Dataset entries
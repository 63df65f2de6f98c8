//! SQLite implementation of the Store trait.
//!
//! This is the primary storage backend for credgate. It uses rusqlite with
//! bundled SQLite, wrapped in async via tokio::spawn_blocking.

use std::path::Path;
use std::sync::{Arc, Mutex};

use async_trait::async_trait;
use rusqlite::types::Type;
use rusqlite::{params, Connection, OptionalExtension, Row};

use credgate_core::{
    AccessAttempt, AccessLogEntry, ConsentKey, ConsentRecord, CredentialKey, CredentialRecord,
    CredentialType, Hash32, IdentityRecord, Principal,
};

use crate::error::{Result, StoreError};
use crate::migration;
use crate::traits::{InsertResult, Store};

const ENTRY_COLUMNS: &str = "log_index, owner, requester, credential_type, credential_hash,
     timestamp, granted, reason, prev_digest, digest";

/// SQLite-based store implementation.
///
/// Thread-safe via internal Mutex. All operations use spawn_blocking
/// to avoid blocking the async runtime. Each trait method runs as one
/// statement or one transaction while holding the connection.
pub struct SqliteStore {
    /// The SQLite connection, protected by a mutex.
    conn: Arc<Mutex<Connection>>,
}

impl SqliteStore {
    /// Open a SQLite database at the given path.
    ///
    /// Creates the file and runs migrations if it doesn't exist.
    pub fn open(path: impl AsRef<Path>) -> Result<Self> {
        let mut conn = Connection::open(path)?;
        migration::migrate(&mut conn)?;
        Ok(Self {
            conn: Arc::new(Mutex::new(conn)),
        })
    }

    /// Open an in-memory SQLite database.
    ///
    /// Useful for testing.
    pub fn open_memory() -> Result<Self> {
        let mut conn = Connection::open_in_memory()?;
        migration::migrate(&mut conn)?;
        Ok(Self {
            conn: Arc::new(Mutex::new(conn)),
        })
    }

    /// Run a blocking operation on the connection off the async runtime.
    async fn call<F, T>(&self, f: F) -> Result<T>
    where
        F: FnOnce(&mut Connection) -> Result<T> + Send + 'static,
        T: Send + 'static,
    {
        let conn = Arc::clone(&self.conn);

        tokio::task::spawn_blocking(move || {
            let mut conn = conn
                .lock()
                .map_err(|e| StoreError::Poisoned(format!("mutex poisoned: {}", e)))?;
            f(&mut conn)
        })
        .await
        .map_err(|e| StoreError::Join(format!("spawn_blocking failed: {}", e)))?
    }
}

// Helper to read a 32-byte blob column
fn blob32(row: &Row<'_>, column: &str) -> rusqlite::Result<[u8; 32]> {
    let idx = row.as_ref().column_index(column)?;
    let bytes: Vec<u8> = row.get(idx)?;
    bytes
        .try_into()
        .map_err(|_| rusqlite::Error::InvalidColumnType(idx, column.into(), Type::Blob))
}

// Helper to read a non-negative integer column
fn uint(row: &Row<'_>, column: &str) -> rusqlite::Result<u64> {
    let idx = row.as_ref().column_index(column)?;
    let value: i64 = row.get(idx)?;
    u64::try_from(value)
        .map_err(|_| rusqlite::Error::InvalidColumnType(idx, column.into(), Type::Integer))
}

fn row_to_identity(row: &Row<'_>) -> rusqlite::Result<IdentityRecord> {
    Ok(IdentityRecord {
        id_hash: Hash32(blob32(row, "id_hash")?),
        email_hash: Hash32(blob32(row, "email_hash")?),
        secondary_id_hash: Hash32(blob32(row, "secondary_id_hash")?),
        registered_at: uint(row, "registered_at")?,
    })
}

fn row_to_credential(row: &Row<'_>) -> rusqlite::Result<CredentialRecord> {
    Ok(CredentialRecord {
        credential_hash: Hash32(blob32(row, "credential_hash")?),
        issued_at: uint(row, "issued_at")?,
    })
}

fn row_to_consent(row: &Row<'_>) -> rusqlite::Result<ConsentRecord> {
    Ok(ConsentRecord {
        expiry: uint(row, "expiry")?,
        granted_at: uint(row, "granted_at")?,
    })
}

fn row_to_entry(row: &Row<'_>) -> rusqlite::Result<AccessLogEntry> {
    Ok(AccessLogEntry {
        index: uint(row, "log_index")?,
        owner: Principal(blob32(row, "owner")?),
        requester: Principal(blob32(row, "requester")?),
        credential_type: CredentialType::from_bytes(blob32(row, "credential_type")?),
        credential_hash: Hash32(blob32(row, "credential_hash")?),
        timestamp: uint(row, "timestamp")?,
        granted: row.get::<_, i64>("granted")? != 0,
        reason: row.get("reason")?,
        prev_digest: Hash32(blob32(row, "prev_digest")?),
        digest: Hash32(blob32(row, "digest")?),
    })
}

fn query_entries(
    conn: &Connection,
    sql: &str,
    params: impl rusqlite::Params,
) -> Result<Vec<AccessLogEntry>> {
    let mut stmt = conn.prepare(sql)?;
    let entries = stmt
        .query_map(params, row_to_entry)?
        .collect::<rusqlite::Result<Vec<_>>>()?;
    Ok(entries)
}

#[async_trait]
impl Store for SqliteStore {
    async fn insert_identity(
        &self,
        principal: &Principal,
        record: &IdentityRecord,
    ) -> Result<InsertResult> {
        let principal = *principal;
        let record = *record;

        self.call(move |conn| {
            let changed = conn.execute(
                "INSERT OR IGNORE INTO identities (
                    principal, id_hash, email_hash, secondary_id_hash, registered_at
                ) VALUES (?1, ?2, ?3, ?4, ?5)",
                params![
                    principal.0.as_slice(),
                    record.id_hash.0.as_slice(),
                    record.email_hash.0.as_slice(),
                    record.secondary_id_hash.0.as_slice(),
                    record.registered_at as i64,
                ],
            )?;

            Ok(if changed == 0 {
                InsertResult::AlreadyExists
            } else {
                InsertResult::Inserted
            })
        })
        .await
    }

    async fn get_identity(&self, principal: &Principal) -> Result<Option<IdentityRecord>> {
        let principal = *principal;

        self.call(move |conn| {
            conn.query_row(
                "SELECT id_hash, email_hash, secondary_id_hash, registered_at
                 FROM identities WHERE principal = ?1",
                params![principal.0.as_slice()],
                row_to_identity,
            )
            .optional()
            .map_err(StoreError::from)
        })
        .await
    }

    async fn has_identity(&self, principal: &Principal) -> Result<bool> {
        let principal = *principal;

        self.call(move |conn| {
            let exists: bool = conn.query_row(
                "SELECT EXISTS(SELECT 1 FROM identities WHERE principal = ?1)",
                params![principal.0.as_slice()],
                |row| row.get(0),
            )?;
            Ok(exists)
        })
        .await
    }

    async fn put_credential(&self, key: &CredentialKey, record: &CredentialRecord) -> Result<()> {
        let key = *key;
        let record = *record;

        self.call(move |conn| {
            conn.execute(
                "INSERT INTO credentials (owner, credential_type, credential_hash, issued_at)
                 VALUES (?1, ?2, ?3, ?4)
                 ON CONFLICT(owner, credential_type) DO UPDATE SET
                    credential_hash = excluded.credential_hash,
                    issued_at = excluded.issued_at",
                params![
                    key.owner.0.as_slice(),
                    key.credential_type.as_bytes().as_slice(),
                    record.credential_hash.0.as_slice(),
                    record.issued_at as i64,
                ],
            )?;
            Ok(())
        })
        .await
    }

    async fn get_credential(&self, key: &CredentialKey) -> Result<Option<CredentialRecord>> {
        let key = *key;

        self.call(move |conn| {
            conn.query_row(
                "SELECT credential_hash, issued_at FROM credentials
                 WHERE owner = ?1 AND credential_type = ?2",
                params![
                    key.owner.0.as_slice(),
                    key.credential_type.as_bytes().as_slice()
                ],
                row_to_credential,
            )
            .optional()
            .map_err(StoreError::from)
        })
        .await
    }

    async fn put_consent(
        &self,
        key: &ConsentKey,
        record: &ConsentRecord,
    ) -> Result<Option<ConsentRecord>> {
        let key = *key;
        let record = *record;

        self.call(move |conn| {
            let tx = conn.transaction()?;

            let previous = tx
                .query_row(
                    "SELECT expiry, granted_at FROM consents
                     WHERE owner = ?1 AND requester = ?2 AND credential_type = ?3",
                    params![
                        key.owner.0.as_slice(),
                        key.requester.0.as_slice(),
                        key.credential_type.as_bytes().as_slice(),
                    ],
                    row_to_consent,
                )
                .optional()?;

            tx.execute(
                "INSERT INTO consents (owner, requester, credential_type, expiry, granted_at)
                 VALUES (?1, ?2, ?3, ?4, ?5)
                 ON CONFLICT(owner, requester, credential_type) DO UPDATE SET
                    expiry = excluded.expiry,
                    granted_at = excluded.granted_at",
                params![
                    key.owner.0.as_slice(),
                    key.requester.0.as_slice(),
                    key.credential_type.as_bytes().as_slice(),
                    record.expiry as i64,
                    record.granted_at as i64,
                ],
            )?;

            tx.commit()?;
            Ok(previous)
        })
        .await
    }

    async fn get_consent(&self, key: &ConsentKey) -> Result<Option<ConsentRecord>> {
        let key = *key;

        self.call(move |conn| {
            conn.query_row(
                "SELECT expiry, granted_at FROM consents
                 WHERE owner = ?1 AND requester = ?2 AND credential_type = ?3",
                params![
                    key.owner.0.as_slice(),
                    key.requester.0.as_slice(),
                    key.credential_type.as_bytes().as_slice(),
                ],
                row_to_consent,
            )
            .optional()
            .map_err(StoreError::from)
        })
        .await
    }

    async fn delete_consent(&self, key: &ConsentKey) -> Result<bool> {
        let key = *key;

        self.call(move |conn| {
            let deleted = conn.execute(
                "DELETE FROM consents
                 WHERE owner = ?1 AND requester = ?2 AND credential_type = ?3",
                params![
                    key.owner.0.as_slice(),
                    key.requester.0.as_slice(),
                    key.credential_type.as_bytes().as_slice(),
                ],
            )?;
            Ok(deleted > 0)
        })
        .await
    }

    async fn append_access(&self, attempt: AccessAttempt) -> Result<AccessLogEntry> {
        self.call(move |conn| {
            let tx = conn.transaction()?;

            let last: Option<(i64, Vec<u8>)> = tx
                .query_row(
                    "SELECT log_index, digest FROM access_log ORDER BY log_index DESC LIMIT 1",
                    [],
                    |row| Ok((row.get(0)?, row.get(1)?)),
                )
                .optional()?;

            let (index, prev_digest) = match last {
                None => (0, Hash32::ZERO),
                Some((last_index, digest)) => {
                    let prev = Hash32::try_from(digest.as_slice()).map_err(|_| {
                        StoreError::InvalidData(format!(
                            "access_log digest at {} is not 32 bytes",
                            last_index
                        ))
                    })?;
                    (last_index as u64 + 1, prev)
                }
            };

            let entry = attempt.seal(index, prev_digest)?;

            tx.execute(
                "INSERT INTO access_log (
                    log_index, owner, requester, credential_type, credential_hash,
                    timestamp, granted, reason, prev_digest, digest
                ) VALUES (?1, ?2, ?3, ?4, ?5, ?6, ?7, ?8, ?9, ?10)",
                params![
                    entry.index as i64,
                    entry.owner.0.as_slice(),
                    entry.requester.0.as_slice(),
                    entry.credential_type.as_bytes().as_slice(),
                    entry.credential_hash.0.as_slice(),
                    entry.timestamp as i64,
                    entry.granted as i64,
                    entry.reason.as_str(),
                    entry.prev_digest.0.as_slice(),
                    entry.digest.0.as_slice(),
                ],
            )?;

            tx.commit()?;
            Ok(entry)
        })
        .await
    }

    async fn access_at(&self, index: u64) -> Result<Option<AccessLogEntry>> {
        let Ok(index) = i64::try_from(index) else {
            return Ok(None);
        };

        self.call(move |conn| {
            conn.query_row(
                &format!("SELECT {} FROM access_log WHERE log_index = ?1", ENTRY_COLUMNS),
                params![index],
                row_to_entry,
            )
            .optional()
            .map_err(StoreError::from)
        })
        .await
    }

    async fn access_count(&self) -> Result<u64> {
        self.call(|conn| {
            let count: i64 = conn.query_row("SELECT COUNT(*) FROM access_log", [], |row| row.get(0))?;
            Ok(count as u64)
        })
        .await
    }

    async fn access_range(&self, start: u64, end: u64) -> Result<Vec<AccessLogEntry>> {
        let start = i64::try_from(start).unwrap_or(i64::MAX);
        let end = i64::try_from(end).unwrap_or(i64::MAX);

        self.call(move |conn| {
            query_entries(
                conn,
                &format!(
                    "SELECT {} FROM access_log WHERE log_index >= ?1 AND log_index < ?2
                     ORDER BY log_index",
                    ENTRY_COLUMNS
                ),
                params![start, end],
            )
        })
        .await
    }

    async fn accesses_by_owner(&self, owner: &Principal) -> Result<Vec<AccessLogEntry>> {
        let owner = *owner;

        self.call(move |conn| {
            query_entries(
                conn,
                &format!(
                    "SELECT {} FROM access_log WHERE owner = ?1 ORDER BY log_index",
                    ENTRY_COLUMNS
                ),
                params![owner.0.as_slice()],
            )
        })
        .await
    }

    async fn accesses_by_requester(&self, requester: &Principal) -> Result<Vec<AccessLogEntry>> {
        let requester = *requester;

        self.call(move |conn| {
            query_entries(
                conn,
                &format!(
                    "SELECT {} FROM access_log WHERE requester = ?1 ORDER BY log_index",
                    ENTRY_COLUMNS
                ),
                params![requester.0.as_slice()],
            )
        })
        .await
    }
}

- Requirement
The lines to write out run from the one with "async fn access_range(&self, start: u64, end: u64)" through the end of the records. Give them exactly, and only them.

- Solution for this task
    async fn access_range(&self, start: u64, end: u64) -> Result<Vec<AccessLogEntry>> {
        let start = i64::try_from(start).unwrap_or(i64::MAX);
        let end = i64::try_from(end).unwrap_or(i64::MAX);

        self.call(move |conn| {
            query_entries(
                conn,
                &format!(
                    "SELECT {} FROM access_log WHERE log_index >= ?1 AND log_index < ?2
                     ORDER BY log_index",
                    ENTRY_COLUMNS
                ),
                params![start, end],
            )
        })
        .await
    }

    async fn accesses_by_owner(&self, owner: &Principal) -> Result<Vec<AccessLogEntry>> {
        let owner = *owner;

        self.call(move |conn| {
            query_entries(
                conn,
                &format!(
                    "SELECT {} FROM access_log WHERE owner = ?1 ORDER BY log_index",
                    ENTRY_COLUMNS
                ),
                params![owner.0.as_slice()],
            )
        })
        .await
    }

    async fn accesses_by_requester(&self, requester: &Principal) -> Result<Vec<AccessLogEntry>> {
        let requester = *requester;

        self.call(move |conn| {
            query_entries(
                conn,
                &format!(
                    "SELECT {} FROM access_log WHERE requester = ?1 ORDER BY log_index",
                    ENTRY_COLUMNS
                ),
                params![requester.0.as_slice()],
            )
        })
        .await
    }
}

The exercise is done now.